Private landlords’ exits drain supply in UK’s major cities
A similar pattern is evident in the UK. Savills UK head of European Living Research & Consultancy Richard Valentine-Selsey observed that regulatory changes, rising costs and tax pressures have accelerated the exit of private landlords from the market. Since 2021, an estimated hundreds of thousands of homes have been sold out of the private rental sector, exacerbating supply shortages in major cities.
This contraction has created space for institutional investors to expand their presence across multifamily and student housing segments. While rental growth in the UK has moderated from post-pandemic peaks, affordability constraints are increasingly shaping underwriting assumptions. Valentine-Selsey emphasised that long-term fundamentals—urbanisation, education demand, and demographic shifts—continue to underpin institutional interest, particularly in regional cities such as Manchester, Birmingham, and Glasgow, which are absorbing a growing share of new development.
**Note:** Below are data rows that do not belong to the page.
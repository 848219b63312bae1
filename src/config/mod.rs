//! Configuration document, error taxonomy, and validation.
//!
//! Raw rules arrive as nil-able records straight from the deserializer;
//! nothing is trusted until `ConfigValidator` promotes them into a
//! `RuleSet`. Numeric-ish fields are kept as raw JSON values so error
//! messages can distinguish "not a number" from "out of range".
//!
//! ## Modules
//! - `canonical` - path identity for cycle detection (aliases, symlinks)
//! - `validator` - the whole-configuration validation pass

pub mod canonical;
pub mod validator;

pub use canonical::{AliasResolver, CanonicalPaths, NoAliasResolver, TableAliasResolver};
pub use validator::{ConfigValidator, ValidationReport};

use crate::filter::FilterParseError;
use serde::{Deserialize, Serialize};
use std::path::{Path, PathBuf};
use thiserror::Error;

/// Maximum rule name length, in characters.
pub const MAX_NAME_LEN: usize = 64;
/// Scan interval bounds, milliseconds (1 second to 24 hours).
pub const MIN_SCAN_INTERVAL_MILLIS: i64 = 1_000;
pub const MAX_SCAN_INTERVAL_MILLIS: i64 = 86_400_000;
/// Interval applied when the field is omitted.
pub const DEFAULT_SCAN_INTERVAL_MILLIS: u64 = 60_000;

/// One rule as deserialized, before validation. Every field is optional so
/// the validator can report precise per-field errors instead of failing the
/// whole document on the first missing value.
#[derive(Debug, Clone, Default, Serialize, Deserialize)]
#[serde(rename_all = "camelCase", default)]
pub struct RawRule {
    pub name: Option<String>,
    pub source_folder: Option<String>,
    pub destination_folder: Option<String>,
    /// Extension tokens; the single token `*` declares a catch-all rule
    pub extensions: Option<Vec<String>>,
    /// `FIELD:SIGN:MINUTES` filter expression
    pub date_filter: Option<String>,
    /// Legacy single-field date criteria; mutually exclusive with each
    /// other and with `dateFilter`
    pub created_minutes: Option<serde_json::Value>,
    pub modified_minutes: Option<serde_json::Value>,
    pub accessed_minutes: Option<serde_json::Value>,
    /// Raw so "abc" and 50 both reach the validator intact
    pub scan_interval_millis: Option<serde_json::Value>,
    pub on_collision: Option<String>,
    pub active: Option<bool>,
}

/// The whole configuration document.
#[derive(Debug, Clone, Default, Serialize, Deserialize)]
#[serde(rename_all = "camelCase", default)]
pub struct ConfigDocument {
    pub rules: Vec<RawRule>,
}

/// Structural failures that prevent validation from even starting.
#[derive(Debug, Error)]
pub enum ConfigLoadError {
    #[error("failed to read {path}: {source}")]
    Io {
        path: PathBuf,
        #[source]
        source: std::io::Error,
    },
    #[error("configuration is not valid JSON: {0}")]
    Parse(#[from] serde_json::Error),
}

/// Read and deserialize a configuration file. Unparsable input is the one
/// truly fail-fast case; everything else is accumulated by the validator.
pub fn load_document(path: &Path) -> Result<ConfigDocument, ConfigLoadError> {
    let text = std::fs::read_to_string(path).map_err(|source| ConfigLoadError::Io {
        path: path.to_path_buf(),
        source,
    })?;
    Ok(serde_json::from_str(&text)?)
}

/// What exactly was wrong with a field.
#[derive(Debug, Clone, PartialEq, Error)]
pub enum ConfigErrorKind {
    #[error("required field is missing")]
    Missing,
    #[error("name may only contain letters, digits and spaces: '{0}'")]
    NameFormat(String),
    #[error("name exceeds {MAX_NAME_LEN} characters")]
    NameTooLong,
    #[error("duplicate rule name (also used by rule #{0})")]
    DuplicateName(usize),
    #[error("path must be absolute: '{0}'")]
    RelativePath(String),
    #[error("path contains wildcard characters: '{0}'")]
    WildcardInPath(String),
    #[error("reserved device name '{0}' in path component")]
    ReservedName(String),
    #[error("invalid extension token '{0}'")]
    InvalidExtension(String),
    #[error("the catch-all sentinel '*' cannot be combined with other extensions")]
    MixedCatchAll,
    #[error("extension '{ext}' is already claimed by rule '{other}' on the same source folder")]
    DuplicateExtension { ext: String, other: String },
    #[error("source folder already has an active catch-all rule ('{0}')")]
    SecondCatchAll(String),
    #[error("a catch-all rule must declare a date filter")]
    CatchAllNeedsFilter,
    #[error("'{0}' is not a number")]
    NotANumber(String),
    #[error("{value} is outside the allowed range {min}..={max}")]
    OutOfRange { value: i64, min: i64, max: i64 },
    #[error("unknown collision policy '{0}' (expected 'skip' or 'overwrite')")]
    InvalidCollisionPolicy(String),
    #[error(transparent)]
    Filter(FilterParseError),
    #[error("at most one date criterion may be set per rule")]
    MultipleDateCriteria,
    #[error("destination folder equals the rule's own source")]
    DestinationEqualsSource,
    #[error("destination folder is the source of rule '{0}'")]
    DestinationFeedsRule(String),
    #[error("rules form a move cycle: {}", .0.join(" -> "))]
    MoveCycle(Vec<String>),
    #[error("no active rule has an accessible source folder")]
    NoWorkableRule,
}

/// A rule-attributable configuration error.
#[derive(Debug, Clone, PartialEq, Error)]
#[error("{rule}, field '{field}': {kind}")]
pub struct ConfigError {
    /// Rule name when known, otherwise a positional label like `rule #3`
    pub rule: String,
    pub field: &'static str,
    pub kind: ConfigErrorKind,
}

/// Non-fatal findings surfaced alongside a valid (or invalid) report.
#[derive(Debug, Clone, PartialEq)]
pub enum ConfigWarning {
    /// Two textual paths resolved to the same physical location.
    AliasedPaths {
        raw: PathBuf,
        first_seen_as: PathBuf,
    },
}

impl std::fmt::Display for ConfigWarning {
    fn fmt(&self, f: &mut std::fmt::Formatter<'_>) -> std::fmt::Result {
        match self {
            ConfigWarning::AliasedPaths { raw, first_seen_as } => write!(
                f,
                "'{}' is an alias of '{}'; both resolve to the same folder",
                raw.display(),
                first_seen_as.display()
            ),
        }
    }
}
Meanwhile, Gamuda Land UK head Niall Emmet Farmer outlined the company’s expanding footprint and investment approach in the UK, highlighting a transition towards greater operational independence, and long-term value creation.
He noted that Gamuda Land has delivered multiple projects across the full development cycle, including completed residential schemes, student accommodation, office developments, and an upcoming built-to-rent project, reflecting strong occupier interest across sectors.

Farmer explained that recent market adjustments following the end of the low interest rate environment have led to higher financing costs, repricing of assets and reduced transaction volumes, but also created opportunities for investors able to take a long-term view.
He emphasised that Gamuda Land’s strategy is grounded in assessing structural fundamentals such as population growth, employment trends, infrastructure capacity, and supply constraints, while focusing on assets with durable income, strong ESG (environmental, social and governance) credentials, and active management potential.
According to Farmer, while prime assets remain competitive, value is increasingly emerging in well-located secondary opportunities, logistics and living sectors, where constrained supply and sustained demand continue to support long-term investment prospects.